Künstlerische Vielfalt zu aktuellen Themen
Dieter Ziegenfeuter entführt mit seinen surrealen Wolkenbildern in eine Welt, in der sich Vordergrund und Hintergrund aneinander klammern, um überhaupt noch Halt zu finden. Wladimir Kalistratow und Andi Knappe öffnen einen weiteren Horizont der Aufbrüche.
Neben Corona-Krise und Erderwärmung ist die Digitalisierung ein weiteres Großthema unserer Tage. Wladimir Kalistratow entwickelt seine phantastischen Welten nicht nur am Computer, er thematisiert dabei auch die Digitalisierung selbst.
Andi Knappe nähert sich dem Digitalen mit dem Printmixpaint-Verfahren und Acryl. Seine Space-Labore vereinigen im Kontext des Themas „Aufbruch“ in gewisser Weise alle drei genannten Großthemen. Der Künstler bricht gleichsam auf in eine Welt hinter unserer Welt.
Ausstellung ist noch bis zum 15. Mai 2022 zu sehen – Eintritt frei
Petra Böttcher-Reiff zeigt drei Variationen zu dem Thema „Industriearchitektur“. Eine vielschichtige Symbolik in ihren Arbeiten lässt uns Auf- und Umbrüche assoziieren, als würde die postindustrielle Gesellschaft noch lange die grau-schwarz-weißen Schatten mit sich führen.
Irmhild Koeniger-Rosenlecher begibt sich mit vielfältigen künstlerischen Mitteln wie Zeichnung, Collage, Kaltnadelradierung auf eine künstlerische Forschungsreise in die Welt dreier berühmter Frauen, Sibylle Merian, Annette von Droste Hülshoff und Marie Luise Fleisser, „die jeweils zu ihrer Zeit mit künstlerischen Aufbrüchen zukunftsweisend waren.“ Wir sehen hier sehr deutlich, dass Aufbrüche keinesfalls laute und erschütternde Ereignisse sein müssen.

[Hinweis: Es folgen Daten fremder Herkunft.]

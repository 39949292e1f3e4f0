// This Source Code Form is subject to the terms of the Mozilla Public
// License, v. 2.0. If a copy of the MPL was not distributed with this
// file, You can obtain one at https://mozilla.org/MPL/2.0/.

use thiserror::Error;

/// Errors raised while decoding element documents or exporting scenes
#[derive(Error, Debug)]
pub enum SceneError {
    #[error("Invalid element document: {0}")]
    Decode(#[from] serde_json::Error),

    #[error("Geometry error: {0}")]
    Geometry(#[from] floorplan_geometry::Error),

    #[error("Export failed: {0}")]
    Io(#[from] std::io::Error),
}
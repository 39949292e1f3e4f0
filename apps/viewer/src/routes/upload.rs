// This Source Code Form is subject to the terms of the Mozilla Public
// License, v. 2.0. If a copy of the MPL was not distributed with this
// file, You can obtain one at https://mozilla.org/MPL/2.0/.

//! Upload endpoint.

use crate::error::ApiError;
use crate::services::{NoticeLog, UploadFile, UploadOutcome, FILE_FIELD};
use crate::types::UploadResponse;
use crate::AppState;
use axum::{
    extract::{Multipart, State},
    Json,
};
use image::ImageFormat;

/// Guess a content type from the file name when the part carries none.
fn guess_content_type(file_name: &str) -> &'static str {
    ImageFormat::from_path(file_name)
        .map(|format| format.to_mime_type())
        .unwrap_or("application/octet-stream")
}

/// Extract the `file` field from multipart form data.
async fn extract_file(multipart: &mut Multipart) -> Result<Option<UploadFile>, ApiError> {
    while let Some(field) = multipart.next_field().await? {
        let field_name = field.name().unwrap_or_default().to_string();
        tracing::debug!(field_name = %field_name, "Processing multipart field");

        if field_name == FILE_FIELD {
            let file_name = field.file_name().unwrap_or("floorplan").to_string();
            let content_type = field
                .content_type()
                .map(str::to_string)
                .unwrap_or_else(|| guess_content_type(&file_name).to_string());
            let bytes = field.bytes().await?;
            tracing::debug!(size = bytes.len(), "Extracted file from multipart");
            return Ok(Some(UploadFile::new(file_name, content_type, bytes)));
        }
    }

    Ok(None)
}

/// POST /api/v1/upload - Forward an image to the detection backend.
///
/// On success the store is refreshed before responding.
pub async fn upload(
    State(state): State<AppState>,
    mut multipart: Multipart,
) -> Result<Json<UploadResponse>, ApiError> {
    let file = extract_file(&mut multipart).await?.ok_or(ApiError::MissingFile)?;

    let notices = NoticeLog::new();
    let mut reload = false;
    let outcome = state
        .uploader
        .upload(Some(&file), &notices, || reload = true)
        .await;

    match outcome {
        UploadOutcome::Succeeded => {
            let generation = if reload {
                Some(state.store.refresh(state.assets.as_ref()).await.generation)
            } else {
                None
            };
            Ok(Json(UploadResponse {
                outcome,
                notices: notices.take(),
                generation,
            }))
        }
        UploadOutcome::Busy => Err(ApiError::UploadBusy),
        UploadOutcome::Failed => Err(ApiError::UploadFailed(notices.take())),
        UploadOutcome::Skipped => Err(ApiError::MissingFile),
    }
}

#[cfg(test)]
mod tests {
    use super::*;
    use crate::routes::app;
    use crate::test_support::{spawn_server, test_state};
    use axum::body::{to_bytes, Body};
    use axum::http::{header, Request, StatusCode};
    use axum::routing::{get, post};
    use axum::Router;
    use tower::ServiceExt;

    const BOUNDARY: &str = "floorplan-test-boundary";

    fn multipart_request(field: &str, file_name: &str, content: &[u8]) -> Request<Body> {
        let mut body = Vec::new();
        body.extend_from_slice(format!("--{}\r\n", BOUNDARY).as_bytes());
        body.extend_from_slice(
            format!(
                "Content-Disposition: form-data; name=\"{}\"; filename=\"{}\"\r\n",
                field, file_name
            )
            .as_bytes(),
        );
        body.extend_from_slice(b"Content-Type: image/png\r\n\r\n");
        body.extend_from_slice(content);
        body.extend_from_slice(format!("\r\n--{}--\r\n", BOUNDARY).as_bytes());

        Request::post("/api/v1/upload")
            .header(
                header::CONTENT_TYPE,
                format!("multipart/form-data; boundary={}", BOUNDARY),
            )
            .body(Body::from(body))
            .unwrap()
    }

    async fn error_code(resp: axum::response::Response) -> String {
        let body = to_bytes(resp.into_body(), usize::MAX).await.unwrap();
        let json: serde_json::Value = serde_json::from_slice(&body).unwrap();
        json["code"].as_str().unwrap().to_string()
    }

    #[test]
    fn content_type_guess() {
        assert_eq!(guess_content_type("Plan.PNG"), "image/png");
        assert_eq!(guess_content_type("plan.jpeg"), "image/jpeg");
        assert_eq!(guess_content_type("plan"), "application/octet-stream");
    }

    #[tokio::test]
    async fn missing_file_is_rejected() {
        let app = app(test_state("http://127.0.0.1:9/assets", "http://127.0.0.1:9/upload"));
        let resp = app
            .oneshot(multipart_request("image", "plan.png", b"png"))
            .await
            .unwrap();
        assert_eq!(resp.status(), StatusCode::BAD_REQUEST);
        assert_eq!(error_code(resp).await, "MISSING_FILE");
    }

    #[tokio::test]
    async fn success_refreshes_store() {
        let backend = Router::new()
            .route("/upload", post(|| async { "ok" }))
            .route(
                "/assets/walls.json",
                get(|| async { r#"[{"x": 0, "y": 0, "width": 120, "height": 12}]"# }),
            );
        let base = spawn_server(backend).await;
        let state = test_state(&format!("{}/assets", base), &format!("{}/upload", base));
        let store = state.store.clone();

        let resp = app(state)
            .oneshot(multipart_request("file", "plan.png", b"\x89PNG"))
            .await
            .unwrap();
        assert_eq!(resp.status(), StatusCode::OK);

        let body = to_bytes(resp.into_body(), usize::MAX).await.unwrap();
        let json: serde_json::Value = serde_json::from_slice(&body).unwrap();
        assert_eq!(json["outcome"], "succeeded");
        assert_eq!(json["generation"], 1);
        assert_eq!(json["notices"].as_array().unwrap().len(), 1);
        assert_eq!(json["notices"][0]["level"], "success");

        let snapshot = store.snapshot().await;
        assert_eq!(snapshot.data.walls.len(), 1);
        assert!(!snapshot.loading);
    }

    #[tokio::test]
    async fn backend_failure_is_bad_gateway() {
        let backend = Router::new().route(
            "/upload",
            post(|| async { (StatusCode::INTERNAL_SERVER_ERROR, "detector crashed") }),
        );
        let base = spawn_server(backend).await;
        let state = test_state(&format!("{}/assets", base), &format!("{}/upload", base));
        let store = state.store.clone();

        let resp = app(state)
            .oneshot(multipart_request("file", "plan.png", b"\x89PNG"))
            .await
            .unwrap();
        assert_eq!(resp.status(), StatusCode::BAD_GATEWAY);

        let body = to_bytes(resp.into_body(), usize::MAX).await.unwrap();
        let json: serde_json::Value = serde_json::from_slice(&body).unwrap();
        assert_eq!(json["code"], "UPLOAD_FAILED");
        assert_eq!(json["notices"].as_array().unwrap().len(), 1);
        assert_eq!(json["notices"][0]["level"], "failure");
        assert_eq!(store.snapshot().await.generation, 0);
    }
}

In der Kunstgeschichte hat so mancher Aufbruch zum Übergang in eine neue Schaffensphase des Künstlers geführt. Ganz eindrucksvoll trifft das auf einen der Väter der amerikanischen Avantgarde, Mark Rothko zu, mit dem sich Werner Block in seinen Arbeiten auseinandersetzt.
Das Werk Rothkos gehört der Farbe. Kaum ein anderer hat den Farben das Leuchten in unzähligen Variationen abgerungen, bis er aufgebrochen ist in das Schwarz. Schwarz verbindet er mit existentiellen Fragen, mit der Leere und dem Nichts. Spätestens hier wird das Visionäre der Kunst unübersehbar.